E aqui chegamos à “vida habitante”, expressão usada no último poema escrito em sua vida, e que tanto intriga Agamben. O livro não apenas tece uma crônica da vida do poeta, mas a precede com um “limiar” e prólogo, onde reflete sobre as diferenças de gênero entre crônica/relato histórico e sobre a natureza da tragédia e comédia enquanto gêneros, e como tais se relacionam com a existência de Hölderlin; também o filósofo conclui a obra com um epílogo em que trata da expressão supracitada, e como através dela defende a ideia de que o poeta buscou deliberadamente um outro nível de existência, nível este que o faz parecer aos outros um lunático, mas é, em última instância, uma legítima “vida poética”. Nas palavras do autor:

A vida de Hölderlin constitui, nesse sentido, um paradigma em confronto com o qual as oposições categóricas que definem nossa cultura desfazem-se: ativo/passivo, cômico/trágico, público/privado, razão/loucura, potência/ato, sensato/insensato, unido/separado.

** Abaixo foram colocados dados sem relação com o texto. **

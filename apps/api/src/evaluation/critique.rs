//! Critique Pipeline — template + document → one inference call → raw critique.
//!
//! PDFs are sent as document blocks directly, never extracted first: the model
//! needs to see the layout for the design review.

use serde::Serialize;
use tracing::info;

use crate::errors::AppError;
use crate::evaluation::document::{DocumentInput, EvaluationRequest};
use crate::evaluation::prompts::{template_for, DESIGN_REVIEW_INSTRUCTION};
use crate::evaluation::segmenter::{segment, Section};
use crate::llm_client::{ContentBlock, InferenceClient, InferenceRequest, MessageContent};

/// Output budget for the critique call.
pub const CRITIQUE_MAX_TOKENS: u32 = 4000;

/// The model's critique, kept exactly as returned. Sections are derived on demand.
#[derive(Debug, Clone, PartialEq, Eq, Serialize)]
#[serde(transparent)]
pub struct CritiqueReport(String);

impl CritiqueReport {
    pub fn new(raw: impl Into<String>) -> Self {
        Self(raw.into())
    }

    pub fn as_str(&self) -> &str {
        &self.0
    }

    pub fn sections(&self) -> Vec<Section> {
        segment(self.as_str())
    }
}

/// Builds the user message for a critique.
pub fn build_critique_content(request: &EvaluationRequest) -> MessageContent {
    let template = template_for(request.document_type);
    let label = request.document_type.label();

    match &request.input {
        DocumentInput::Text(text) => {
            MessageContent::Text(format!("{template}\n\nAnalyze this {label}:\n\n{text}"))
        }
        DocumentInput::Pdf(pdf) => MessageContent::Blocks(vec![
            pdf.content_block(),
            ContentBlock::text(format!(
                "{template}\n\nAnalyze this {label}. {DESIGN_REVIEW_INSTRUCTION}"
            )),
        ]),
    }
}

/// Runs the critique. Any prose the model returns is accepted as the report.
pub async fn evaluate(
    llm: &dyn InferenceClient,
    request: &EvaluationRequest,
) -> Result<CritiqueReport, AppError> {
    info!(
        "Requesting critique: type={} input={}",
        request.document_type,
        request.input.kind()
    );

    let content = build_critique_content(request);
    let raw = llm
        .send(InferenceRequest::new(CRITIQUE_MAX_TOKENS, content))
        .await
        .map_err(|e| e.into_app_error("Invalid API key or request failed"))?;

    let report = CritiqueReport::new(raw);
    let titles: Vec<&str> = report.sections().iter().map(|s| s.kind.title()).collect();
    info!(
        "Critique received: type={} chars={} sections=[{}]",
        request.document_type,
        report.as_str().chars().count(),
        titles.join(", ")
    );

    Ok(report)
}
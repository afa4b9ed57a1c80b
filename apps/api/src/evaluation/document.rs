//! Request-side data model: document types and the validated evaluation request.

use std::fmt;
use std::str::FromStr;

use bytes::Bytes;
use serde::{Deserialize, Serialize};
use sha2::{Digest, Sha256};

use crate::errors::AppError;
use crate::evaluation::ingest::{prepare_document, prepare_text, PdfDocument};

/// The six document categories. Drives template selection and whether
/// a design/ATS review is requested.
#[derive(Debug, Clone, Copy, PartialEq, Eq, Hash, Serialize, Deserialize)]
pub enum DocumentType {
    #[serde(rename = "academic-essay")]
    AcademicEssay,
    #[serde(rename = "university-essay")]
    UniversityEssay,
    #[serde(rename = "university-resume")]
    UniversityResume,
    #[serde(rename = "cover")]
    CoverLetter,
    #[serde(rename = "cv")]
    Cv,
    #[serde(rename = "resume")]
    JobResume,
}

impl DocumentType {
    pub const ALL: [DocumentType; 6] = [
        DocumentType::AcademicEssay,
        DocumentType::UniversityEssay,
        DocumentType::UniversityResume,
        DocumentType::CoverLetter,
        DocumentType::Cv,
        DocumentType::JobResume,
    ];

    /// Wire identifier, as sent by clients.
    pub fn id(self) -> &'static str {
        match self {
            DocumentType::AcademicEssay => "academic-essay",
            DocumentType::UniversityEssay => "university-essay",
            DocumentType::UniversityResume => "university-resume",
            DocumentType::CoverLetter => "cover",
            DocumentType::Cv => "cv",
            DocumentType::JobResume => "resume",
        }
    }

    /// Human-readable name, also interpolated into prompts ("Analyze this {label}").
    pub fn label(self) -> &'static str {
        match self {
            DocumentType::AcademicEssay => "Academic Essay",
            DocumentType::UniversityEssay => "University Application Essay",
            DocumentType::UniversityResume => "University Application Resume",
            DocumentType::CoverLetter => "Cover Letter",
            DocumentType::Cv => "CV",
            DocumentType::JobResume => "Job Resume",
        }
    }

    /// Resume-shaped documents get a formatting / ATS-compatibility review.
    pub fn is_resume_type(self) -> bool {
        matches!(
            self,
            DocumentType::UniversityResume | DocumentType::Cv | DocumentType::JobResume
        )
    }
}

impl fmt::Display for DocumentType {
    fn fmt(&self, f: &mut fmt::Formatter<'_>) -> fmt::Result {
        f.write_str(self.id())
    }
}

impl FromStr for DocumentType {
    type Err = AppError;

    fn from_str(s: &str) -> Result<Self, Self::Err> {
        let s = s.trim();
        DocumentType::ALL
            .into_iter()
            .find(|t| t.id() == s)
            .ok_or_else(|| AppError::InputValidation(format!("Unknown document type '{s}'")))
    }
}

/// A binary exactly as uploaded, before any validation.
#[derive(Debug, Clone)]
pub struct UploadedFile {
    pub file_name: Option<String>,
    pub media_type: Option<String>,
    pub bytes: Bytes,
}

/// Validated input. Exactly one of text or PDF, never both, never empty.
#[derive(Debug, Clone)]
pub enum DocumentInput {
    Text(String),
    Pdf(PdfDocument),
}

impl DocumentInput {
    pub fn kind(&self) -> &'static str {
        match self {
            DocumentInput::Text(_) => "text",
            DocumentInput::Pdf(_) => "pdf",
        }
    }
}

/// One user action's worth of input. Created per request, consumed once.
#[derive(Debug, Clone)]
pub struct EvaluationRequest {
    pub document_type: DocumentType,
    pub input: DocumentInput,
}

impl EvaluationRequest {
    /// Enforces the input invariant. A non-PDF upload is rejected here,
    /// before anything reaches the inference client.
    pub fn new(
        document_type: DocumentType,
        text: Option<String>,
        file: Option<UploadedFile>,
    ) -> Result<Self, AppError> {
        let text = text.filter(|t| !t.trim().is_empty());

        let input = match (text, file) {
            (Some(_), Some(_)) => {
                return Err(AppError::InputValidation(
                    "Provide either text or a PDF file, not both".to_string(),
                ))
            }
            (Some(text), None) => DocumentInput::Text(prepare_text(text)),
            (None, Some(file)) => DocumentInput::Pdf(prepare_document(&file)?),
            (None, None) => {
                return Err(AppError::InputValidation(
                    "Please enter text or upload a PDF file".to_string(),
                ))
            }
        };

        Ok(Self {
            document_type,
            input,
        })
    }

    #[cfg(test)]
    pub fn text(document_type: DocumentType, text: impl Into<String>) -> Result<Self, AppError> {
        Self::new(document_type, Some(text.into()), None)
    }

    /// Identity of (document type, content). Used as the single-flight key.
    pub fn fingerprint(&self) -> String {
        let content_digest = match &self.input {
            DocumentInput::Text(text) => sha256_hex(text.as_bytes()),
            DocumentInput::Pdf(pdf) => pdf.fingerprint.clone(),
        };
        let mut hasher = Sha256::new();
        hasher.update(self.document_type.id().as_bytes());
        hasher.update([0u8]);
        hasher.update(content_digest.as_bytes());
        hex::encode(hasher.finalize())
    }
}

pub fn sha256_hex(bytes: &[u8]) -> String {
    hex::encode(Sha256::digest(bytes))
}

Daí também que, nos versos de ocasião antes mencionados, o leitor lerá sentenças muito profundas e verdadeiras, mas isoladas num conjunto sem coesão, quase como uma sequência paratática de versos coerentes, mas que não se articulam entre si fundamentando um raciocínio estruturado que tem seu início e fim. Segundo Agamben, tudo isso é o ipso facto de uma busca consciente do poeta, e cuja obtenção desvanece as fronteiras entre sucesso e fracasso:

A lição de Hölderlin é que, qualquer que seja o escopo pelo qual fomos criados, não fomos criados para o sucesso, que a sorte que nos foi destinada é fracassar (…) no entanto, justamente esse fracasso (…) é o melhor que podemos fazer, assim com a aparente derrota de Hölderlin destitui integralmente o sucesso da vida de Goethe, tira-lhe toda legitimidade.

Eis a síntese da tese do filósofo, que merece ser mais aprofundado do que o foi aqui. Com ela o leitor pode concordar ou não, mas por certo a forma com que é exposta é não menos que intrigante.

A loucura é tema já antigo, tratado e vivido no mundo intelectual da filosofia e arte. Tema per si fascinante, quando atinge mentes elevadas do ponto de vista reflexivo torna-se ainda mais instigante, e certamente o caso de Hölderlin não é exceção. Seria a “loucura” deste poeta um grau mais elevado de consciência, ou pelo menos uma postura filosoficamente (ou mesmo moralmente) mais sadia frente aos homens e sua realidade insana, como muitos veem na postura quixotesca em Cervantes? Ou, sendo a loucura uma espécie de ideia fixa recorrente e absurda, quando acomete uma mente brilhante, vivente na poesia e obcecada pela Grécia e sua cultura, apenas reveste de sensatez o que é tão somente desequilíbrio mental?

Eis a encruzilhada intelectual com que o leitor irá se deparar se aceitar o desafio de, mais que ler esta obra de Giorgio Agamben, observar atentamente a vida e ideias do poeta e filósofo Johann Christian Friedrich Hölderlin. Há muito de universal nas dores e insanidades de um homem.

A loucura de Hölderlin – Crônica de uma vida habitante 1806-1843
Giorgio Agamben
Trad.: Wander Melo Miranda
Âyiné
248 págs.
Giorgio Agamben
Nasceu em Roma (Itália), em 1942. Filósofo que trata de questões atinentes à política e estética, é autor de, entre outros, A igreja e o reino e Quando a casa queima. Suas preocupações giram em torno de temas como o estado de exceção e homo sacer.
Clayton de Souza

É escritor, autor do livro Contos Juvenistas.